Facebook has restricted the rate at which users can perform phone number searches on its mobile website in order to block a recently disclosed method of harvesting phone numbers.
“The ability to search for a person by phone number is intentional behaviour and not a bug in Facebook,” the company said in an emailed statement. “By default, your privacy settings allow everyone to find you with search and friend finder using the contact info you have provided, such as your email address and phone number. You can modify these settings at any time from the Privacy Settings page.”
“Facebook has developed an extensive system for preventing the malicious usage of our search functionality and the scenario described by the researcher was indeed rate-limited and eventually blocked,” the company said. “We are constantly updating these systems to improve their effectiveness and address new kinds of attacks.”
On Friday, independent security researcher Suriya Prakash publicly disclosed that Facebook’s phone number search feature can be abused to find the name of people who own randomly generated phone numbers.
Facebook requires users to associate phone numbers with their accounts in order to gain access to additional features, including enhanced account security options like two-factor authentication. The website also allows users to locate other people’s profiles by searching for their phone number.
However, without a strict limit on how many searches a user can perform, attackers could generate sets of thousands of sequential phone numbers and use the website’s search feature to discover if any of them are associated with Facebook accounts.
This would allow them to build lists of phone numbers coupled with the names of their owners extracted from Facebook profiles. Such information could be sold to advertisers or used in phone-based scams.
Suriya claims that he privately contacted Facebook in August and presented this attack scenario and that the company’s security team dismissed the threat by saying that phone number-based searches are rate-limited on the website.

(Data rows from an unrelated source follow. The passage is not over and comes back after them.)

//! Listing catalog scenarios
//!
//! Run with: cargo test -p integration-tests --test listing_tests

use integration_tests::{
    assert_domain_error, seller_form, seller_form_on, test_settings, unique_number,
    unique_username, TestMarket,
};
use market_core::entities::{ListingStatus, ReviewStatus};
use market_core::DomainError;
use market_service::dto::SellerForm;
use market_service::services::{ListingFilters, ServiceError, SortOrder};

// ============================================================================
// Submission flows
// ============================================================================

#[tokio::test]
async fn test_default_flow_waits_for_admin() {
    let market = TestMarket::start();
    let admin = market.sign_up_admin().await.unwrap();
    let seller = market
        .sign_up(&unique_number(), &unique_username())
        .await
        .unwrap();

    let submission = market
        .listings()
        .submit_listing(&seller, seller_form("Comedy", 10_000, 500))
        .await
        .unwrap();
    assert_eq!(submission.review, ReviewStatus::Pending);
    assert_eq!(submission.listing.status, ListingStatus::Pending);
    assert!(market.listings().catalog().await.unwrap().is_empty());

    let pending = market.listings().pending_submissions(&admin).await.unwrap();
    assert_eq!(pending.len(), 1);

    let listing = market
        .listings()
        .approve_listing(&admin, submission.id())
        .await
        .unwrap();
    assert_eq!(listing.status, ListingStatus::Available);
    assert_eq!(listing.followers, 10_000);
    assert_eq!(listing.price, 500);

    let catalog = market.listings().catalog().await.unwrap();
    assert_eq!(catalog.len(), 1);
    assert!(market
        .listings()
        .pending_submissions(&admin)
        .await
        .unwrap()
        .is_empty());
}

#[tokio::test]
async fn test_seller_contact_reaches_admin() {
    let market = TestMarket::start();
    let admin = market.sign_up_admin().await.unwrap();
    let seller = market
        .sign_up(&unique_number(), &unique_username())
        .await
        .unwrap();

    let missing_email = SellerForm {
        email: String::new(),
        ..seller_form("Comedy", 10_000, 500)
    };
    let err = market
        .listings()
        .submit_listing(&seller, missing_email)
        .await
        .unwrap_err();
    assert!(matches!(err, ServiceError::Validation(_)));

    let missing_price = SellerForm {
        price: " ".to_string(),
        ..seller_form("Comedy", 10_000, 500)
    };
    let err = market
        .listings()
        .submit_listing(&seller, missing_price)
        .await
        .unwrap_err();
    assert!(matches!(err, ServiceError::Validation(_)));
    assert!(market.listings().submissions(&admin).await.unwrap().is_empty());

    market
        .listings()
        .submit_listing(&seller, seller_form("Comedy", 10_000, 500))
        .await
        .unwrap();
    let pending = market.listings().pending_submissions(&admin).await.unwrap();
    assert_eq!(pending[0].listing.email, "seller@example.com");
    assert_eq!(pending[0].listing.phone.as_deref(), Some("+15550001111"));
}

#[tokio::test]
async fn test_auto_approve_flow() {
    let market = TestMarket::start_with_settings(test_settings().with_auto_approve(true));
    let admin = market.sign_up_admin().await.unwrap();
    let seller = market
        .sign_up(&unique_number(), &unique_username())
        .await
        .unwrap();

    let submission = market
        .listings()
        .submit_listing(&seller, seller_form("Comedy", 10_000, 500))
        .await
        .unwrap();
    assert_eq!(submission.review, ReviewStatus::Approved);

    let catalog = market.listings().catalog().await.unwrap();
    assert_eq!(catalog.len(), 1);
    assert_eq!(catalog[0].status, ListingStatus::Available);

    // tracked for the admin, but not waiting for review
    assert_eq!(market.listings().submissions(&admin).await.unwrap().len(), 1);
    assert!(market
        .listings()
        .pending_submissions(&admin)
        .await
        .unwrap()
        .is_empty());

    assert_domain_error(
        market.listings().approve_listing(&admin, submission.id()).await,
        |e| matches!(e, DomainError::AlreadyReviewed),
    );
}

#[tokio::test]
async fn test_admin_actions_need_admin() {
    let market = TestMarket::start();
    let seller = market
        .sign_up(&unique_number(), &unique_username())
        .await
        .unwrap();
    let id = market
        .listings()
        .submit_listing(&seller, seller_form("Comedy", 10_000, 500))
        .await
        .unwrap()
        .id();

    let listings = market.listings();
    assert_domain_error(listings.approve_listing(&seller, id).await, |e| {
        matches!(e, DomainError::AdminRequired)
    });
    assert_domain_error(listings.reject_listing(&seller, id).await, |e| {
        matches!(e, DomainError::AdminRequired)
    });
    assert_domain_error(listings.dashboard_stats(&seller).await, |e| {
        matches!(e, DomainError::AdminRequired)
    });
}

#[tokio::test]
async fn test_dashboard_reflects_lifecycle() {
    let market = TestMarket::start();
    let admin = market.sign_up_admin().await.unwrap();
    let seller = market
        .sign_up(&unique_number(), &unique_username())
        .await
        .unwrap();
    let listings = market.listings();

    let first = listings
        .submit_listing(&seller, seller_form("Comedy", 10_000, 500))
        .await
        .unwrap()
        .id();
    let second = listings
        .submit_listing(&seller, seller_form("Dance", 80_000, 1_200))
        .await
        .unwrap()
        .id();
    listings
        .submit_listing(&seller, seller_form("Gaming", 2_000, 80))
        .await
        .unwrap();

    listings.approve_listing(&admin, first).await.unwrap();
    listings.approve_listing(&admin, second).await.unwrap();
    listings.mark_sold(&admin, second).await.unwrap();

    let stats = listings.dashboard_stats(&admin).await.unwrap();
    assert_eq!(stats.total_users, 2);
    assert_eq!(stats.total_accounts, 2);
    assert_eq!(stats.pending_reviews, 1);
    assert_eq!(stats.available_accounts, 1);
    assert_eq!(stats.total_value, 1_700);
}

// ============================================================================
// Search
// ============================================================================

#[tokio::test]
async fn test_category_filter_and_conjunction() {
    let market = TestMarket::start_with_settings(test_settings().with_auto_approve(true));
    let seller = market
        .sign_up(&unique_number(), &unique_username())
        .await
        .unwrap();
    let listings = market.listings();

    for form in [
        seller_form("Comedy", 10_000, 500),
        seller_form("Dance", 50_000, 900),
        seller_form("Dance", 90_000, 2_500),
        seller_form_on("Instagram", "Dance", 700),
    ] {
        listings.submit_listing(&seller, form).await.unwrap();
    }

    let dance = listings
        .search(&ListingFilters::default().category("Dance"))
        .await
        .unwrap();
    assert_eq!(dance.len(), 3);
    assert!(dance.iter().all(|l| l.content_category == "Dance"));

    let narrowed = listings
        .search(
            &ListingFilters::default()
                .category("Dance")
                .platform("tiktok")
                .price_range(Some(500), Some(1_000)),
        )
        .await
        .unwrap();
    assert_eq!(narrowed.len(), 1);
    assert_eq!(narrowed[0].price, 900);

    let by_price = listings
        .search(&ListingFilters::default().sort(SortOrder::PriceDesc))
        .await
        .unwrap();
    let prices: Vec<u64> = by_price.iter().map(|l| l.price).collect();
    assert_eq!(prices, vec![2_500, 900, 700, 500]);
}

#[tokio::test]
async fn test_sold_listings_can_be_filtered_out() {
    let market = TestMarket::start_with_settings(test_settings().with_auto_approve(true));
    let admin = market.sign_up_admin().await.unwrap();
    let listings = market.listings();

    let sold = listings
        .submit_listing(&admin, seller_form("Comedy", 10_000, 500))
        .await
        .unwrap()
        .id();
    listings
        .submit_listing(&admin, seller_form("Comedy", 20_000, 800))
        .await
        .unwrap();
    listings.mark_sold(&admin, sold).await.unwrap();

    let available = listings
        .search(&ListingFilters::default().status(ListingStatus::Available))
        .await
        .unwrap();
    assert_eq!(available.len(), 1);
    assert_eq!(available[0].price, 800);
}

However, after additional testing, the researcher found that the mobile version of Facebook appeared to have no search-rate limit implemented. He claims that subsequent emails sent to Facebook went unanswered and this led to his decision to go public with the issue.
After the public disclosure, other security researchers independently verified the vulnerability. Tyler Borland, a security researcher from security firm Alert Logic even released a script that took advantage of multicore CPUs to run multiple Facebook phone number search processes concurrently.
Security researchers confirmed that Facebook started limiting the number of searches that can be performed through its mobile website on Monday. However, they doubt that any limitation existed before that time, as suggested by the company’s statement.
“Frankly, I don’t think such a rate limit ever existed on the mobile version [of the website],” Suriya said Wednesday.
The researcher claims that his tests lasted eight days and included searching for sets of 10,000 phone numbers one after the other using the same account and the same IP address without getting blocked
“My tests were blocked around 10 PM CST on Monday,” Borland said Wednesday via email. “I built a check into the original script for logouts or irregular HTTP responses (403, 5xx, 3xx, etc.) for when something like this would happen. Facebook logs you out when your account gets banned, so it was easy to tell when the patch got rolled out.”
“I most certainly believe it was fixed when the media frenzy happened,” he said. “It was literally less than a day when the story broke out that a fix was pushed out.”
Bogdan Botezatu, a senior e-threat analyst at antivirus vendor Bitdefender, confirmed that earlier on Monday he was initially able to use Borland’s script to perform over 5,000 search queries. However, when he tried again on Tuesday his Facebook account got locked down for 24 hours.
The search-rate limitation that Facebook implemented on Monday still allowed around 300 requests to be made from an account, Borland said.
This means that attacks were still possible, especially if run from multiple accounts, because of the method’s high success rate. “I gathered an average of 40-60 numbers with one account during those 300 requests/account,” the researcher said.
However, the limit appears to have been was drastically lowered today. “As of 10 AM CST on Wednesday I could only do 10-30 requests before getting the ‘badboy’ account lockout,” Borland said in a blog post.
“Quite honestly, I’m still not sure why an account name or Facebook ID needs to be attached to a phone lookup result,” he said. “It should only give an option to send a friend request by that number if it existed, like you would with an email.”
“I really wish it did not come to such a public disclosure but they [Facebook] really left me no choice,” Suriya said, referring to the breakdown in communication between him and the Facebook Security team that eventually led to his public disclosure on Friday.
“I don’t understand the presence of a security team if they can’t respond to serious security threats properly,” he said. “I even sent them an email a couple of days before I made it public stating that I am gonna make it public unless they acknowledge the vulnerability and move towards fixing it.”
“You also have to give it up to the media on this one,” Borland said. “Seriously, a couple of months of back and forth turned into a couple of hours to cook up a patch as soon as the media got a hold of it.”